GREAT PICS!!!! what a nice day


----------



## weez74 (Feb 9, 2011)

Thanks everyone!

Ennierda - I am in a quandary! I love her coat and think it looks fab the longer it gets, BUT I know it won't be long until her adult coat makes it difficult to groom, and she already seems to get pretty hot in the hot weather (and it's been beautiful weather here, but not exactly a heatwave), and when she is old enough (only a couple of months away) I plan on having her run with me and I think she might expire if she wears a fur coat while jogging!

Plus, I do love seeing 'Lo and Kendal's girls all nicely trimmed, I just worry that Rosie won't look like Rosie if I get her trimmed! I think I'll wait another couple of months and then do it. Maybe keep her short in the warm months and shaggy the rest of the year. 

Kendal - it's funny, I always think she has a reddish hue, especially in the sunshine, although she was very definitely chocolate when we got her. My daughter is flame haired (and it gleams in the sunshine) and I think Rosie is copying her!


----------



## Dylansmum (Oct 29, 2010)

Dylan is also getting quite gingerish around his face - so pretty in the sun! Louise I was just like you about haircuts - Dylan was 8 months old and really dishevelled before I took the plunge. As long as you keep her face rounded and keep her beard, she will still look like Rosie. If you can keep more than an inch on the body and keep the legs as bushy as possible, she will still look quite shaggy. And even if she's cut shorter, it grows really fast. I've now actually got so used to the shorter cut that I prefer it to the shaggy look, and it's so much easier, especially if they like puddles and water like Dylan does.


----------



## weez74 (Feb 9, 2011)

I was thinking of leaving her face alone entirely - do you think that would be a mistake?

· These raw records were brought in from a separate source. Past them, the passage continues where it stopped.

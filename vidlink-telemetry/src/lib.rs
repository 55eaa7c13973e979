//! # vidlink Telemetry
//!
//! Crate for logging and decode metrics.

pub mod logging;
pub mod metrics;

pub use logging::DecodeLogger;
pub use metrics::DecodeMetrics;
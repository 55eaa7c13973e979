//! Pulls whole frames off an async byte stream.

use bytes::{Bytes, BytesMut};
use tokio::io::{AsyncRead, AsyncReadExt};
use tracing::trace;
use vidlink_protocol::{frame_len, Channel};

use crate::error::EngineError;

const INITIAL_CAPACITY: usize = 8 * 1024;

/// Buffers a stream and yields one complete frame at a time.
#[derive(Debug)]
pub struct FrameReader<R> {
    inner: R,
    channel: Channel,
    buffer: BytesMut,
    max_frame_size: usize,
}

impl<R: AsyncRead + Unpin> FrameReader<R> {
    pub fn new(inner: R, channel: Channel, max_frame_size: usize) -> Self {
        Self {
            inner,
            channel,
            buffer: BytesMut::with_capacity(INITIAL_CAPACITY),
            max_frame_size,
        }
    }

    /// Next complete frame, or `None` once the stream ends on a frame boundary.
    pub async fn next_frame(&mut self) -> Result<Option<Bytes>, EngineError> {
        loop {
            if let Some(total) = frame_len(self.channel, &self.buffer)? {
                if total > self.max_frame_size {
                    return Err(EngineError::FrameTooLarge {
                        size: total,
                        limit: self.max_frame_size,
                    });
                }
                if self.buffer.len() >= total {
                    trace!(channel = %self.channel, total, "Frame available");
                    return Ok(Some(self.buffer.split_to(total).freeze()));
                }
            }

            if self.inner.read_buf(&mut self.buffer).await? == 0 {
                if self.buffer.is_empty() {
                    return Ok(None);
                }
                return Err(EngineError::TruncatedStream {
                    remaining: self.buffer.len(),
                });
            }
        }
    }
}

#[cfg(test)]
mod tests {
    use super::*;
    use tokio::io::AsyncWriteExt;

    const TWO_FRAMES: &[u8] = &[
        0x00, 0x05, 0x00, 0x01, 0x02, 0x06, //
        0x00, 0x06, 0x01, 0x01, 0x03, 0xAB, 0xAC,
    ];

    #[tokio::test]
    async fn test_reads_back_to_back_frames() {
        let mut reader = FrameReader::new(TWO_FRAMES, Channel::Data, 1024);
        assert_eq!(reader.next_frame().await.unwrap().unwrap(), &TWO_FRAMES[..6]);
        assert_eq!(reader.next_frame().await.unwrap().unwrap(), &TWO_FRAMES[6..]);
        assert!(reader.next_frame().await.unwrap().is_none());
    }

    #[tokio::test]
    async fn test_frames_split_across_reads() {
        let (mut tx, rx) = tokio::io::duplex(4);
        let writer = tokio::spawn(async move {
            for chunk in TWO_FRAMES.chunks(3) {
                tx.write_all(chunk).await.unwrap();
            }
        });

        let mut reader = FrameReader::new(rx, Channel::Data, 1024);
        let mut frames = Vec::new();
        while let Some(frame) = reader.next_frame().await.unwrap() {
            frames.push(frame);
        }
        writer.await.unwrap();
        assert_eq!(frames.len(), 2);
        assert_eq!(frames[1], &TWO_FRAMES[6..]);
    }

    #[tokio::test]
    async fn test_truncated_stream() {
        let mut reader = FrameReader::new(&TWO_FRAMES[..9], Channel::Data, 1024);
        assert!(reader.next_frame().await.unwrap().is_some());
        assert!(matches!(
            reader.next_frame().await,
            Err(EngineError::TruncatedStream { remaining: 3 })
        ));
    }

    #[tokio::test]
    async fn test_frame_limit() {
        let mut reader = FrameReader::new(TWO_FRAMES, Channel::Data, 4);
        assert!(matches!(
            reader.next_frame().await,
            Err(EngineError::FrameTooLarge { size: 6, limit: 4 })
        ));
    }
}
//! Per-path output buffers with a one-time header/import prologue.
//!
//! The first write to a path installs the `package domain` header and a
//! deduplicated import block; later writes append declaration text. Buffers
//! are append-only and keyed by relative output path, so repeat runs over the
//! same domain list produce byte-identical files.

use crate::gen::GeneratedFiles;
use crate::schema::Domain;
use std::collections::{BTreeMap, BTreeSet};

/// Fixed infrastructure imports present in every generated file: context,
/// the generic JSON codec, and the easyjson writer/lexer packages.
pub const FIXED_IMPORTS: [&str; 7] = [
    "context",
    "encoding/json",
    "errors",
    "fmt",
    "github.com/mailru/easyjson",
    "github.com/mailru/easyjson/jlexer",
    "github.com/mailru/easyjson/jwriter",
];

/// In-memory buffers for generated file content, keyed by output path.
#[derive(Debug, Default)]
pub struct FileBuffers {
    buffers: BTreeMap<String, String>,
}

impl FileBuffers {
    pub fn new() -> Self {
        Self::default()
    }

    /// Buffer for `path`, creating it with a header and import prologue on
    /// first use. The domain's own metadata lands in the package comment only
    /// when `path` is that domain's canonical `pkg/pkg.go` file.
    pub fn get(
        &mut self,
        path: &str,
        pkg_name: &str,
        d: &Domain,
        domains: &[Domain],
        base: &str,
    ) -> &mut String {
        if !self.buffers.contains_key(path) {
            let canonical = path
                .rsplit('/')
                .next()
                .is_some_and(|file| file == format!("{}.go", pkg_name));
            let header = file_header(canonical.then_some(d), d, domains, base);
            self.buffers.insert(path.to_string(), header);
        }
        self.buffers
            .get_mut(path)
            .unwrap_or_else(|| unreachable!("buffer inserted above"))
    }

    /// Finished buffers, keyed by path, as byte content for the persistence
    /// layer.
    pub fn into_files(self) -> GeneratedFiles {
        self.buffers
            .into_iter()
            .map(|(path, content)| (path, content.into_bytes()))
            .collect()
    }
}

fn file_header(canonical: Option<&Domain>, d: &Domain, domains: &[Domain], base: &str) -> String {
    let mut out = String::from("// Code generated by pdlgen. DO NOT EDIT.\n\n");

    // Every generated file shares the one "domain" package namespace.
    match canonical {
        Some(dom) => {
            let about = dom
                .description
                .as_deref()
                .map(|s| s.replace('\n', " "))
                .unwrap_or_else(|| format!("the {} protocol domain", dom.domain));
            out.push_str(&format!(
                "// Package domain contains {} declarations ({}).\npackage domain\n\n",
                dom.domain, about
            ));
        }
        None => {
            out.push_str("// Package domain contains shared protocol declarations.\npackage domain\n\n");
        }
    }

    let mut imports: BTreeSet<String> = FIXED_IMPORTS.iter().map(|s| s.to_string()).collect();
    imports.insert(base.to_string());
    // One import per other domain: any of them may be the target of a $ref.
    for other in domains {
        if other.domain != d.domain {
            imports.insert(format!("{}/{}", base, other.package_name()));
        }
    }

    out.push_str("import (\n");
    for import in &imports {
        out.push_str(&format!("\t\"{}\"\n", import));
    }
    out.push_str(")\n");

    out
}
//! Emit Go declarations for protocol types.
//!
//! One entry point, [`emit_type`], covers every declaration-producing entity:
//! plain aliases get an accessor method, enums get a constant block plus
//! string conversion and easyjson (de)serialization methods, and any `extra`
//! hand-authored source is passed through verbatim at the end.

use crate::resolve::{
    camel, declared_name, primitive_accessor, primitive_type, resolve_ref, resolve_type,
    struct_def, GenError,
};
use crate::schema::{Domain, Kind, Type};

/// Emit the full declaration text for one type. `prefix`/`suffix` shape the
/// declared name (`Event` prefix for events, `Params`/`Returns` suffix for
/// commands); `suppress_optional` is forwarded to field resolution.
pub fn emit_type(
    t: &Type,
    prefix: &str,
    suffix: &str,
    d: &Domain,
    domains: &[Domain],
    suppress_optional: bool,
) -> Result<String, GenError> {
    let base = t.id.as_deref().or(t.name.as_deref()).ok_or_else(|| {
        GenError::SchemaViolation {
            domain: d.domain.clone(),
            name: "<anonymous>".to_string(),
            reason: "top-level type without a declared name".to_string(),
        }
    })?;
    let typ = declared_name(prefix, base, suffix);

    check_contract(t, d, base)?;

    let mut out = String::from("\n");
    out.push_str(&format_comment(&typ, t.description.as_deref()));
    out.push('\n');
    out.push_str(&format!(
        "type {} {}\n",
        typ,
        type_def(t, d, domains, suppress_optional)?
    ));

    // Simple alias: expose the underlying primitive value.
    if t.properties.is_none() {
        if let Some((method, go_type)) = t.kind.and_then(primitive_accessor) {
            out.push_str(&format!(
                "\n// {method} returns the {typ} as {go_type} value.\n\
                 func (t {typ}) {method}() {go_type} {{\n\
                 \treturn {go_type}(t)\n\
                 }}\n"
            ));
        }
    }

    if let Some(values) = &t.enum_values {
        out.push_str(&emit_enum(t, &typ, values)?);
    }

    // The only place hand-written content re-enters generated output; copied
    // through unmodified.
    if let Some(extra) = t.extra.as_deref() {
        out.push('\n');
        out.push_str(extra);
        if !extra.ends_with('\n') {
            out.push('\n');
        }
    }

    Ok(out)
}

/// Right-hand side of the `type X ...` declaration.
fn type_def(
    t: &Type,
    d: &Domain,
    domains: &[Domain],
    suppress_optional: bool,
) -> Result<String, GenError> {
    if let Some(reference) = &t.reference {
        return resolve_ref(reference, d, domains);
    }
    let kind = t.kind.ok_or_else(|| GenError::SchemaViolation {
        domain: d.domain.clone(),
        name: t.id.clone().unwrap_or_default(),
        reason: "descriptor has neither a type kind nor a $ref".to_string(),
    })?;
    match kind {
        Kind::Object => match &t.properties {
            // An empty property list still declares a (field-less) struct;
            // only a missing list means "shapeless".
            Some(props) => struct_def(props, d, domains, suppress_optional, 1),
            None => Ok("easyjson.RawMessage".to_string()),
        },
        Kind::Array => {
            let items = t.items.as_deref().ok_or_else(|| GenError::SchemaViolation {
                domain: d.domain.clone(),
                name: t.id.clone().unwrap_or_default(),
                reason: "array kind without an item type".to_string(),
            })?;
            Ok(format!(
                "[]{}",
                resolve_type(items, d, domains, suppress_optional)?
            ))
        }
        Kind::Any => Ok("interface{}".to_string()),
        _ => Ok(primitive_type(kind).unwrap_or_default().to_string()),
    }
}

/// Enum constant block, string conversion, and easyjson methods.
fn emit_enum(t: &Type, typ: &str, values: &[String]) -> Result<String, GenError> {
    let kind = t.kind.unwrap_or(Kind::String);
    let is_integer = kind == Kind::Integer;
    let (method, go_type) = primitive_accessor(kind).unwrap_or(("String", "string"));

    let mut out = String::new();

    out.push_str(&format!("\n// {} values.\nconst (\n", typ));
    for (i, value) in values.iter().enumerate() {
        let constant = enum_value_name(typ, value);
        let literal = if is_integer && t.enum_bitmask {
            // Power-of-two flags; index 0 is reserved so a zero value means
            // "none set".
            (1u64 << (i + 1)).to_string()
        } else if is_integer {
            // Sequential from 1; zero stays an implicit unset sentinel.
            (i + 1).to_string()
        } else {
            format!("\"{}\"", value)
        };
        out.push_str(&format!("\t{} {} = {}\n", constant, typ, literal));
    }
    out.push_str(")\n");

    // Non-string enums map constants back to their source strings, with a
    // formatted fallback for values outside the known set.
    if kind != Kind::String {
        out.push_str(&format!(
            "\n// String returns the {typ} as string value.\n\
             func (t {typ}) String() string {{\n\
             \tswitch t {{\n"
        ));
        for value in values {
            out.push_str(&format!(
                "\tcase {}:\n\t\treturn \"{}\"\n",
                enum_value_name(typ, value),
                value
            ));
        }
        out.push_str(&format!(
            "\t}}\n\n\treturn fmt.Sprintf(\"{typ}(%d)\", t)\n}}\n"
        ));
    }

    out.push_str(&format!(
        "\n// MarshalEasyJSON satisfies easyjson.Marshaler.\n\
         func (t {typ}) MarshalEasyJSON(out *jwriter.Writer) {{\n\
         \tout.{method}({go_type}(t))\n\
         }}\n\
         \n\
         // MarshalJSON satisfies json.Marshaler.\n\
         func (t {typ}) MarshalJSON() ([]byte, error) {{\n\
         \treturn easyjson.Marshal(t)\n\
         }}\n"
    ));

    out.push_str(&format!(
        "\n// UnmarshalEasyJSON satisfies easyjson.Unmarshaler.\n\
         func (t *{typ}) UnmarshalEasyJSON(in *jlexer.Lexer) {{\n\
         \tswitch {typ}(in.{method}()) {{\n"
    ));
    for value in values {
        let constant = enum_value_name(typ, value);
        out.push_str(&format!("\tcase {constant}:\n\t\t*t = {constant}\n"));
    }
    // An unknown value is recorded on the lexer and does not abort the
    // surrounding document's parse.
    out.push_str(&format!(
        "\n\tdefault:\n\
         \t\tin.AddError(errors.New(\"unknown {typ} value\"))\n\
         \t}}\n\
         }}\n\
         \n\
         // UnmarshalJSON satisfies json.Unmarshaler.\n\
         func (t *{typ}) UnmarshalJSON(buf []byte) error {{\n\
         \treturn easyjson.Unmarshal(buf, t)\n\
         }}\n"
    ));

    Ok(out)
}

/// Constant identifier for one enum value: type name + CamelCase(value).
pub fn enum_value_name(typ: &str, value: &str) -> String {
    format!("{}{}", typ, camel(value))
}

/// Documentation comment line for a declaration.
fn format_comment(name: &str, description: Option<&str>) -> String {
    match description {
        Some(desc) if !desc.trim().is_empty() => {
            format!("// {} {}", name, desc.replace('\n', " "))
        }
        _ => format!("// {} [no description].", name),
    }
}

fn check_contract(t: &Type, d: &Domain, name: &str) -> Result<(), GenError> {
    if let Some(values) = &t.enum_values {
        if values.is_empty() {
            return Err(GenError::SchemaViolation {
                domain: d.domain.clone(),
                name: name.to_string(),
                reason: "enum type without any enum values".to_string(),
            });
        }
        if t.properties.as_ref().is_some_and(|p| !p.is_empty()) {
            return Err(GenError::SchemaViolation {
                domain: d.domain.clone(),
                name: name.to_string(),
                reason: "type is both enum-shaped and object-shaped".to_string(),
            });
        }
    }
    Ok(())
}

She's not discovered water yet (apart from sticking her head under the watering can every time I water my plants!), but it can't be far away!


----------



## Dylansmum (Oct 29, 2010)

I prefer to get the hair trimmed a little on the face, so that their eyes are cleared. My family didn't like it at first when we could see Dylan's eyes, but I think it's mean to keep them covered up with hair! Just think how annoying we would find it if we couldn't see out properly. Here are Dylan's before and after pics of his first haircut.


----------



## weez74 (Feb 9, 2011)

It is a big difference, isn't it? Rosie's hair grows away from her eyes, so I'm thinking I might be able to get away with it. I will study her intensely tonight to decide!


----------



## embee (Dec 27, 2010)

I was like Dylansmum and reluctant to get Flo's fur cut, didn't like it shorter at first but now prefer to keep her around 1.5 inches all over. A bit like not wanting to get your toddlers baby curls cut off. In the end practicality won so she is not getting too hot, can see where she is going, is easy to keep matt free, doesn't have to endure hours of grooming each week and can whizz round the agility course without lugging a long fur coat round.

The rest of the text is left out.